This course is an introduction to genomics, with emphasis on metagenomics. To prepare for the midterm exam, here you can find the keywords and main ideas we have discussed on classes.
DNA Sequencing
- What is a FASTQ file? What is the difference with FASTA?
- What is a DNA read?
- What is the quality score of a nucleotide?
- What is the length of a DNA read?
- What is the batch size of a sequencing machine?
Sequencing technologies
- For each of the common sequencing technologies, please describe:
- typical lengths of DNA reads
- typical batch size
- typical cost per batch
- What is shotgun sequencing? How you do that?
- What is targeted sequencing? How you do that?
Pairwise Alignment
- What is the difference between a global, a semiglobal and a local alignment?
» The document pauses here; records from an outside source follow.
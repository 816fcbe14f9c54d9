//! Health validation.
//!
//! After a fault is applied (or reset), the validator polls the registry,
//! metrics, and log backends until an expectation holds or the budget
//! runs out. Each tick fans out to all three backends concurrently and
//! joins before judging — their propagation latencies are independent, so
//! sequential polling would serialize unrelated waits.
//!
//! A backend being unreachable degrades the snapshot (that field is
//! absent) instead of failing the poll: a dashboard backend flapping must
//! not be mistaken for a failed fault injection.

use std::time::Duration;

use async_trait::async_trait;
use meshfault_async_utils::{Interrupted, OrCancelExt};
use meshfault_readiness::{PollPlan, Probe, poll_until_ready};
use serde::Serialize;
use tokio_util::sync::CancellationToken;

use crate::backends::{ConsulClient, LogSample, LokiClient, MetricsSample, PrometheusClient, RegistryHealth};
use crate::error::Error;
use crate::service::ServiceName;

/// What the operator expects the backends to show.
#[derive(Debug, Clone, Copy, PartialEq, Serialize)]
#[serde(rename_all = "snake_case", tag = "kind")]
pub enum Expectation {
    /// The injected fault is visible: observed 5xx rate at or above the
    /// given floor.
    FaultActive {
        service: ServiceName,
        min_error_rate: f64,
    },
    /// The mesh is back at baseline: observed 5xx rate at or below the
    /// ceiling and, when the registry answered, all checks passing.
    BaselineRestored {
        service: ServiceName,
        max_error_rate: f64,
    },
}

impl Expectation {
    pub fn service(&self) -> ServiceName {
        match self {
            Expectation::FaultActive { service, .. }
            | Expectation::BaselineRestored { service, .. } => *service,
        }
    }
}

/// Point-in-time view over the three backends. Absent fields record that
/// backend as unreachable for this tick; never persisted.
#[derive(Debug, Clone, Copy, PartialEq, Serialize)]
pub struct HealthSnapshot {
    pub registry: Option<RegistryHealth>,
    pub metrics: Option<MetricsSample>,
    pub logs: Option<LogSample>,
}

impl HealthSnapshot {
    /// At least one backend did not answer.
    pub fn is_partial(&self) -> bool {
        self.registry.is_none() || self.metrics.is_none() || self.logs.is_none()
    }

    /// Judge this snapshot against an expectation.
    ///
    /// Metrics are required evidence: an expectation never matches on a
    /// snapshot whose metrics field is absent. The registry contributes
    /// only when it answered.
    pub fn satisfies(&self, expectation: &Expectation) -> bool {
        match expectation {
            Expectation::FaultActive { min_error_rate, .. } => self
                .metrics
                .is_some_and(|m| m.error_rate >= *min_error_rate),
            Expectation::BaselineRestored { max_error_rate, .. } => {
                let metrics_ok = self
                    .metrics
                    .is_some_and(|m| m.error_rate <= *max_error_rate);
                let registry_ok = self.registry.is_none_or(|r| r.is_passing());
                metrics_ok && registry_ok
            }
        }
    }
}

/// Final word of a bounded validation.
#[derive(Debug, Clone, Serialize)]
pub struct Validation {
    pub snapshot: HealthSnapshot,
    pub satisfied: bool,
    pub ticks: u32,
    #[serde(serialize_with = "secs_f64")]
    pub elapsed: Duration,
}

fn secs_f64<S: serde::Serializer>(value: &Duration, serializer: S) -> Result<S::Ok, S::Error> {
    serializer.serialize_f64(value.as_secs_f64())
}

pub struct HealthValidator {
    registry: ConsulClient,
    metrics: PrometheusClient,
    logs: LokiClient,
    poll_interval: Duration,
    log_window: Duration,
}

impl HealthValidator {
    pub fn new(
        registry: ConsulClient,
        metrics: PrometheusClient,
        logs: LokiClient,
        poll_interval: Duration,
        log_window: Duration,
    ) -> Self {
        Self {
            registry,
            metrics,
            logs,
            poll_interval,
            log_window,
        }
    }

    /// One fan-out/fan-in observation of all three backends.
    pub async fn snapshot(&self, service: ServiceName) -> HealthSnapshot {
        let (registry, metrics, logs) = tokio::join!(
            self.registry.service_health(service),
            self.metrics.error_rate(service),
            self.logs.recent(service, self.log_window),
        );

        HealthSnapshot {
            registry: note_unreachable(registry),
            metrics: note_unreachable(metrics),
            logs: note_unreachable(logs),
        }
    }

    /// Poll until `expectation` holds or `budget` elapses.
    ///
    /// Always returns within the budget (plus one in-flight tick) with
    /// the last snapshot taken, ready or not — the caller decides what a
    /// non-ready final snapshot means. Cancellation aborts immediately
    /// with `Error::Cancelled`.
    pub async fn poll(
        &self,
        expectation: &Expectation,
        budget: Duration,
        cancel: &CancellationToken,
    ) -> Result<Validation, Error> {
        let plan = PollPlan::new(self.poll_interval, budget).map_err(|e| Error::Config {
            message: e.to_string(),
        })?;
        let mut probe = ExpectationProbe {
            validator: self,
            expectation: *expectation,
        };

        let outcome = poll_until_ready(&plan, &mut probe)
            .or_cancel(cancel)
            .await
            .map_err(|_: Interrupted| Error::Cancelled)?;

        tracing::info!(
            satisfied = outcome.ready,
            ticks = outcome.ticks,
            elapsed_s = outcome.elapsed.as_secs_f64(),
            "validation poll finished"
        );

        Ok(Validation {
            snapshot: outcome.last,
            satisfied: outcome.ready,
            ticks: outcome.ticks,
            elapsed: outcome.elapsed,
        })
    }
}

fn note_unreachable<T>(result: Result<T, Error>) -> Option<T> {
    match result {
        Ok(value) => Some(value),
        Err(e) => {
            tracing::warn!(error = %e, "backend query failed; snapshot degrades to partial");
            None
        }
    }
}

struct ExpectationProbe<'a> {
    validator: &'a HealthValidator,
    expectation: Expectation,
}

#[async_trait]
impl Probe for ExpectationProbe<'_> {
    type Observation = HealthSnapshot;

    async fn observe(&mut self) -> HealthSnapshot {
        self.validator.snapshot(self.expectation.service()).await
    }

    fn is_ready(&self, snapshot: &HealthSnapshot) -> bool {
        snapshot.satisfies(&self.expectation)
    }
}
//! Stack diagnostics.
//!
//! `meshfault doctor` answers "is the demo stack actually up": one
//! reachability probe per collaborator (substrate, registry, metrics,
//! logs, frontend), fanned out concurrently. Read-only; fault state is
//! never touched.

use std::sync::Arc;

use serde::Serialize;

use crate::backends::{self, ConsulClient, LokiClient, PrometheusClient};
use crate::config::MeshfaultConfig;
use crate::error::Error;
use crate::runner::CommandRunner;
use crate::substrate::SubstrateDetector;

#[derive(Debug, Clone, Serialize)]
pub struct ProbeOutcome {
    pub target: &'static str,
    pub ok: bool,
    pub detail: String,
}

impl ProbeOutcome {
    fn passed(target: &'static str, detail: impl Into<String>) -> Self {
        Self {
            target,
            ok: true,
            detail: detail.into(),
        }
    }

    fn failed(target: &'static str, detail: impl Into<String>) -> Self {
        Self {
            target,
            ok: false,
            detail: detail.into(),
        }
    }
}

#[derive(Debug, Serialize)]
pub struct DoctorReport {
    pub probes: Vec<ProbeOutcome>,
}

impl DoctorReport {
    pub fn all_ok(&self) -> bool {
        self.probes.iter().all(|probe| probe.ok)
    }
}

/// Probe every collaborator once.
pub async fn run(config: &MeshfaultConfig, runner: Arc<dyn CommandRunner>) -> Result<DoctorReport, Error> {
    let http = backends::http_client(config.http_timeout)?;
    let detector = SubstrateDetector::new(runner);
    let registry = ConsulClient::new(http.clone(), config.consul_url.clone());
    let metrics = PrometheusClient::new(
        http.clone(),
        config.prometheus_url.clone(),
        config.error_rate_query.clone(),
    );
    let logs = LokiClient::new(http.clone(), config.loki_url.clone());

    let substrate_probe = async {
        match detector.detect().await {
            Ok(substrate) => ProbeOutcome::passed("substrate", substrate.to_string()),
            Err(e) => ProbeOutcome::failed("substrate", e.to_string()),
        }
    };
    let registry_probe = async {
        match registry.leader().await {
            Ok(leader) => ProbeOutcome::passed("registry", format!("leader {leader}")),
            Err(e) => ProbeOutcome::failed("registry", e.to_string()),
        }
    };
    let metrics_probe = async {
        match metrics.ready().await {
            Ok(()) => ProbeOutcome::passed("metrics", "ready"),
            Err(e) => ProbeOutcome::failed("metrics", e.to_string()),
        }
    };
    let logs_probe = async {
        match logs.ready().await {
            Ok(()) => ProbeOutcome::passed("logs", "ready"),
            Err(e) => ProbeOutcome::failed("logs", e.to_string()),
        }
    };
    let frontend_probe = async {
        let result = async {
            let url = config
                .frontend_url
                .join("health")
                .map_err(|e| Error::Config {
                    message: format!("frontend URL: {e}"),
                })?;
            http.get(url).send().await?.error_for_status()?;
            Ok::<(), Error>(())
        }
        .await;
        match result {
            Ok(()) => ProbeOutcome::passed("frontend", "healthy"),
            Err(e) => ProbeOutcome::failed("frontend", e.to_string()),
        }
    };

    let (substrate, registry, metrics, logs, frontend) = tokio::join!(
        substrate_probe,
        registry_probe,
        metrics_probe,
        logs_probe,
        frontend_probe,
    );

    Ok(DoctorReport {
        probes: vec![substrate, registry, metrics, logs, frontend],
    })
}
- What is the score of an alignment? (not necessarily
the optimal one)
- How do you calculate it?
- What is an optimal algnment?
- Describe the basic ideas of the method used to find the optimal alignment
- What is the name of the method?
- What is the E-value of an alignment?
- How are the E-value and the score related?
- What is a PAM matrix?
- How were PAM matrices evaluated?
- What is a BLOSUM matrix?
- How are BLOSUM and PAM matrices related?
- Why the costs of gaps have two values: an opening and an extending cost?
- Why we usually do not use the Smith-Waterman method to find the optimal local alignment?
- What is an heuristic?
- What is BLAST?
- What is the difference between BLAST and Smith-Waterman?
- Are Smith-Waterman and BLAST results always equal? Why?